Vor vielen Jahren als ich zum ersten Mal begann über meine lang vergangene Jugendzeit in Deutschland zu ruminieren, erinnerte ich mich an die Bücher des Heinz Helfgens die ich mir damals nicht erlauben konnte. Kurz entschlossen suchte ich sie mir auf dem Internet und da waren sie schon: "Ich radle um die Welt" Band 1 und 2.
Ich bestellte sie von einem Buch-Antiquariat in Berlin und daraus wurde dann eine lange Freundschaft (denkt man da gleich an "84, Charing Cross Road"?) denn die "Buchdame" in dem Antiquariat war ebenso an Australien interessiert wie ich an ihre Bücher. Ich bestellte noch einige andere Bücher aber zumeistens hatte sie mir mehr Bücher geschenkt als verkauft was hoffentlich nicht dazu beitrug dass sie schliesslich ihren Laden zumachte.
Aber unsere Freundschaft ging weiter obwohl die Emails in letzter Zeit weniger wurden. Wie in jedem Jahr wünschte ich ihr auch am Zwölften dieses Monats alles Gute zum Geburtstag, erhielt aber nicht wie in jedem Jahr eine Antwort. Da muss man sich dann schon seine Gedanken machen denn es war ihr 85. Geburtstag gewesen und da könnte alles möglich sein.

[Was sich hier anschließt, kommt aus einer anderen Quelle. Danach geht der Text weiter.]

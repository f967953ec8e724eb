use dialoguer::Input;
use eyre::{eyre, Context, Result};

/// Reads one line, an empty line is accepted and returned as typed.
pub fn user_input(prompt: &str) -> Result<String> {
    Input::<String>::new()
        .with_prompt(prompt)
        .allow_empty(true)
        .interact_text()
        .wrap_err_with(|| eyre!("User input cancelled"))
}
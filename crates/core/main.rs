#![deny(
    clippy::all,
    clippy::pedantic,
    clippy::perf,
    clippy::style,
    clippy::missing_safety_doc,
    clippy::missing_const_for_fn
)]
#![allow(clippy::as_conversions, clippy::mod_module_files)]

use std::{error, process, time::Duration};

mod app;
mod commands;
mod interact;

use app::Format;
use commands::Commands;

use bookfinder::{config::QueryEncoding, Config, Finder};

use clap::{Args, Parser};
use log::trace;

fn main() {
    if let Err(err) = try_main() {
        eprintln!("{}", err);
        process::exit(2);
    }
}

fn try_main() -> Result<(), Box<dyn error::Error>> {
    let Cli {
        command,
        global_opts:
            GlobalOpts {
                endpoint,
                storefront,
                raw_query,
                timeout,
                format,
                verbosity,
                quiet,
            },
    } = Cli::parse();

    setup_errlog(verbosity as usize, quiet)?;

    let endpoint = endpoint
        .as_deref()
        .unwrap_or(bookfinder::config::SEARCH_URL);
    trace!("Using search endpoint '{endpoint}'");

    let encoding = if raw_query {
        trace!("Raw query mode enabled - the query is sent without encoding");
        QueryEncoding::Raw
    } else {
        QueryEncoding::Encoded
    };

    let mut config = Config::new(endpoint)?
        .with_encoding(encoding)
        .with_timeout(timeout.map(Duration::from_secs));

    if let Some(storefront) = storefront {
        trace!("Using storefront '{storefront}' for purchase links");
        config = config.with_storefront(&storefront)?;
    }

    let client = bookfinder::api::http_client(config.timeout())?;
    let mut finder = Finder::new(client, config);

    command.execute(&mut finder, format)?;
    Ok(())
}

fn setup_errlog(verbosity: usize, quiet: bool) -> Result<(), Box<dyn error::Error>> {
    // if quiet then ignore verbosity but still show errors
    let verbosity = if quiet { 1 } else { verbosity + 2 };

    stderrlog::new().verbosity(verbosity).init()?;
    Ok(())
}

#[derive(Parser)]
#[clap(name = "bookfinder")]
#[clap(about = "Find books by title using the Open Library search API")]
#[clap(version, author)]
struct Cli {
    #[clap(subcommand)]
    command: Commands,

    #[clap(flatten)]
    global_opts: GlobalOpts,
}

#[derive(Debug, Args)]
struct GlobalOpts {
    /// The search endpoint, defaults to the Open Library search API
    #[clap(long, global = true)]
    endpoint: Option<String>,

    /// The storefront search page used for "Buy Now" links, the title is added as the `k`
    /// parameter
    #[clap(long, global = true)]
    storefront: Option<String>,

    /// Sends the query exactly as typed instead of percent-encoding it.
    ///
    /// Queries containing characters such as `&` or `#` will then change the meaning of the
    /// request URL.
    #[clap(long, global = true)]
    raw_query: bool,

    /// Gives up on a request after this many seconds, by default a request may wait forever
    #[clap(long, global = true)]
    timeout: Option<u64>,

    /// How results are printed
    #[clap(long, arg_enum, default_value = "text", global = true)]
    format: Format,

    /// How chatty the program is when performing commands
    ///
    /// The number of times this flag is used will increase how chatty
    /// the program is.
    #[clap(short, long, parse(from_occurrences), global = true)]
    verbosity: u8,

    /// Only log errors to stderr.
    #[clap(short, long, global = true)]
    quiet: bool,
}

Ansonsten konnte ich von der allwissenden Internet nichts weiteres erfahren, obwohl ich auf der Seite "Die Geschichte Berlins" vom 27.5.2020 diese sehr lesenswerte Erzählung aus ihrer eigenen Feder fand:
"Ich bin ein Kriegskind, geboren wenige Tage nach Ausbruch des Zweiten Weltkriegs und einziges Kind meiner Eltern, aufgewachsen in einfachen Verhältnissen, die während des Krieges immer bescheidener wurden. Mein Vater wurde zur Marine eingezogen. Schick sah er in Uniform aus. Stationiert war er in Kiel, seine Zeit bei der Marine war kurz, er musste zurück nach Berlin, UK gestellt von der AEG. Aus der Traum von Seefahrt, von Schiffen, Häfen und den Hafen-kaschemmen.
Zu der Melodie: "Wo die Nordseewellen trecken an den Strand ..."
wurde gesungen: "Wo die Bomben fallen, und das Licht geht aus, da ist meine Heimat, da bin ich zu Haus."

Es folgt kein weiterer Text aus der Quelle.